Childress showed up at the Busch garage 30 minutes after the end of the race having reportedly taken offence at Busch's comments, then handed his watch to his grandson Austin Dillon (another competitor in the Truck series) - and allegedly got the 26-year-old Busch in a headlock before proceeding to hit him multiple times in the face. Busch fell to the ground and curled up "in a defensive position" but when he tried to get up, the 65-year-old Childress again tried to hit him.

When he showed up for his turn in the NASCAR hauler this morning, Busch was pointedly not wearing sunglasses to make sure there was no suggestion that he was sporting a black eye from the incident.

NASCAR is now trying hard to make sure that focus returns to the Sprint Cup STP 400 race in hand on Sunday afternoon and is not overshadowed by Saturday night's explosive events: "We'll focus on today's race now and then quickly, maybe more quickly than normal, come back with our reaction as it relates to NASCAR member Richard Childress," said Helton.

NASCAR usually meets on the Tuesday after a Cup race to decide on any adjudications or penalties arising from a race weekend.

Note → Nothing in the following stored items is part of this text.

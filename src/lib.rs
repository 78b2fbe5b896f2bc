pub mod config;
pub mod error;
pub mod features;
pub mod ingest;
pub mod model;
pub mod pipeline;
pub mod report;

pub use error::{ScoreError, ScoreResult};
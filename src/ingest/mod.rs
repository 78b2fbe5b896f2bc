pub mod loader;
pub mod types;

pub use loader::{load_transactions, parse_transactions, TransactionLog};
pub use types::{Action, TransactionRecord};
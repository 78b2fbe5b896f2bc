use std::collections::HashSet;

use serde_json::json;

use wallet_credit_score::config::Config;
use wallet_credit_score::features::extract_features;
use wallet_credit_score::ingest::parse_transactions;
use wallet_credit_score::pipeline::ScoringPipeline;
use wallet_credit_score::ScoreError;

const DAY: i64 = 86_400;
const T0: i64 = 1_625_000_000;

fn event(wallet: &str, action: &str, usd: f64, ts: i64) -> serde_json::Value {
    json!({
        "wallet_address": wallet,
        "action": action,
        "usd_amount": usd,
        "timestamp": ts,
        "counterparty": format!("pool-{}", action),
    })
}

/// Forty long-lived depositors plus two named wallets: A, a patient
/// depositor over 300 days who fits in with the crowd, and B, a wallet
/// liquidated three times inside one day.
fn population_log() -> Vec<serde_json::Value> {
    let mut log = Vec::new();

    for i in 0..50 {
        log.push(event("A", "deposit", 1_000.0, T0 + i * 300 * DAY / 49));
    }

    log.push(event("B", "deposit", 5_000.0, T0));
    log.push(event("B", "borrow", 4_000.0, T0 + 600));
    for i in 0..3 {
        log.push(event("B", "liquidationcall", 1_500.0, T0 + 3_600 * (i + 1)));
    }

    for w in 0..40 {
        let wallet = format!("0x{:04x}", w);
        let n = 35 + (w % 25);
        let span_days = 250 + (w * 7) % 100;
        for i in 0..n {
            let action = if w % 2 == 0 && i % 10 == 9 { "borrow" } else { "deposit" };
            let usd = 900.0 + 20.0 * ((w + i) % 11) as f64;
            log.push(event(&wallet, action, usd, T0 + i * span_days * DAY / (n - 1)));
        }
    }
    log
}

fn to_jsonl(values: &[serde_json::Value]) -> String {
    values.iter().map(|v| v.to_string()).collect::<Vec<_>>().join("\n")
}

fn test_config(dir: &std::path::Path) -> Config {
    let mut config = Config::default();
    config.input.path = dir.join("transactions.json").to_string_lossy().into_owned();
    config.output.scores_path = dir.join("out/wallet_scores.csv").to_string_lossy().into_owned();
    config.output.analysis_path = dir.join("analysis.md").to_string_lossy().into_owned();
    config
}

#[test]
fn test_depositor_outscores_liquidated_wallet() {
    let log = parse_transactions(&serde_json::to_string(&population_log()).unwrap()).unwrap();

    let features = extract_features(&log.records);
    assert_eq!(features["A"].liquidation_count, 0);
    assert_eq!(features["B"].liquidation_count, 3);
    assert!((features["A"].wallet_age_days - 300.0).abs() < 1e-6);
    assert!(features["B"].wallet_age_days <= 1.0);

    let run = ScoringPipeline::new(&Config::default()).score(&log.records).unwrap();
    let score_of = |w: &str| {
        run.scores
            .iter()
            .find(|s| s.wallet_address == w)
            .map(|s| s.credit_score)
            .unwrap()
    };
    assert!(score_of("A") > score_of("B"));
}

#[test]
fn test_same_input_same_scores() {
    let records = parse_transactions(&to_jsonl(&population_log())).unwrap().records;
    let pipeline = ScoringPipeline::new(&Config::default());
    let first = pipeline.score(&records).unwrap();
    let second = pipeline.score(&records).unwrap();
    assert_eq!(first.scores, second.scores);

    let mut reversed = records.clone();
    reversed.reverse();
    let third = pipeline.score(&reversed).unwrap();
    assert_eq!(first.scores, third.scores);
}

#[test]
fn test_coverage_bounds_and_extremes() {
    let records = parse_transactions(&to_jsonl(&population_log())).unwrap().records;
    let run = ScoringPipeline::new(&Config::default()).score(&records).unwrap();

    let input: HashSet<&str> = records.iter().map(|r| r.wallet_address.as_str()).collect();
    let output: HashSet<&str> = run.scores.iter().map(|s| s.wallet_address.as_str()).collect();
    assert_eq!(input, output);
    assert_eq!(run.scores.len(), input.len());
    assert!(run.scores.iter().all(|s| s.credit_score <= 1000));

    let most_anomalous = run
        .scores
        .iter()
        .min_by(|a, b| a.raw_anomaly_score.total_cmp(&b.raw_anomaly_score))
        .unwrap();
    let least_anomalous = run
        .scores
        .iter()
        .max_by(|a, b| a.raw_anomaly_score.total_cmp(&b.raw_anomaly_score))
        .unwrap();
    assert_eq!(most_anomalous.credit_score, 0);
    assert_eq!(least_anomalous.credit_score, 1000);
}

#[test]
fn test_full_run_writes_outputs() {
    let dir = tempfile::tempdir().unwrap();
    let mut config = test_config(dir.path());
    config.output.model_path = Some(dir.path().join("model.json").to_string_lossy().into_owned());
    std::fs::write(&config.input.path, serde_json::to_string(&population_log()).unwrap()).unwrap();

    let summary = ScoringPipeline::new(&config).run(&config.input.path).unwrap();
    assert_eq!(summary.wallets_scored, 42);

    let csv = std::fs::read_to_string(&config.output.scores_path).unwrap();
    let mut lines = csv.lines();
    assert_eq!(lines.next(), Some("wallet_address,credit_score,raw_anomaly_score"));
    assert_eq!(lines.count(), 42);

    let report = std::fs::read_to_string(&config.output.analysis_path).unwrap();
    assert!(report.contains("## Feature Correlations"));
    assert!(std::path::Path::new(config.output.model_path.as_ref().unwrap()).exists());
}

#[test]
fn test_missing_wallet_aborts_without_output() {
    let dir = tempfile::tempdir().unwrap();
    let config = test_config(dir.path());

    let mut log = population_log();
    log.insert(5, json!({"action": "deposit", "usd_amount": 10.0, "timestamp": T0}));
    std::fs::write(&config.input.path, serde_json::to_string(&log).unwrap()).unwrap();

    let err = ScoringPipeline::new(&config).run(&config.input.path).unwrap_err();
    let score_err = err.downcast_ref::<ScoreError>().unwrap();
    assert!(matches!(score_err, ScoreError::Data { index: 5, .. }));

    assert!(!std::path::Path::new(&config.output.scores_path).exists());
    assert!(!std::path::Path::new(&config.output.analysis_path).exists());
}

#[test]
fn test_single_wallet_is_model_error() {
    let dir = tempfile::tempdir().unwrap();
    let config = test_config(dir.path());
    let log = vec![event("solo", "deposit", 10.0, T0), event("solo", "borrow", 5.0, T0 + DAY)];
    std::fs::write(&config.input.path, to_jsonl(&log)).unwrap();

    let err = ScoringPipeline::new(&config).run(&config.input.path).unwrap_err();
    assert!(err.downcast_ref::<ScoreError>().unwrap().is_model());
    assert!(!std::path::Path::new(&config.output.scores_path).exists());
}

#[test]
fn test_failed_write_leaves_no_scores_behind() {
    let dir = tempfile::tempdir().unwrap();
    let mut config = test_config(dir.path());
    config.output.model_path = Some(dir.path().join("model.json").to_string_lossy().into_owned());
    std::fs::write(&config.input.path, to_jsonl(&population_log())).unwrap();

    // The report path is taken by a directory, so the report cannot be placed.
    std::fs::create_dir(&config.output.analysis_path).unwrap();

    let result = ScoringPipeline::new(&config).run(&config.input.path);
    assert!(result.is_err());

    assert!(!std::path::Path::new(&config.output.scores_path).exists());
    assert!(!std::path::Path::new(config.output.model_path.as_ref().unwrap()).exists());
    assert!(std::path::Path::new(&config.output.analysis_path).is_dir());
    let leftovers: Vec<_> = std::fs::read_dir(dir.path().join("out"))
        .unwrap()
        .map(|e| e.unwrap().file_name())
        .collect();
    assert!(leftovers.is_empty(), "unexpected files: {:?}", leftovers);
    let temps = std::fs::read_dir(dir.path())
        .unwrap()
        .filter(|e| e.as_ref().unwrap().file_name().to_string_lossy().ends_with(".tmp"))
        .count();
    assert_eq!(temps, 0);
}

Online reaction over the altercation has been polarized, as is usually the case concerning Kyle Busch. Many social media comments were mocking Busch for getting beaten up by a 65-year-old grandfather, but since the only other course was to take a swing at a pensioner and a NASCAR sporting legend it's probably best he decided not to retaliate in the heat of the moment - or NASCAR's judgement may have been very different and seen him suspended, losing points - or perhaps getting fired by Joe Gibbs altogether.

Gibbs is still to announce what if any team penalties may apply to Busch for his recent 128mph speeding incident last month.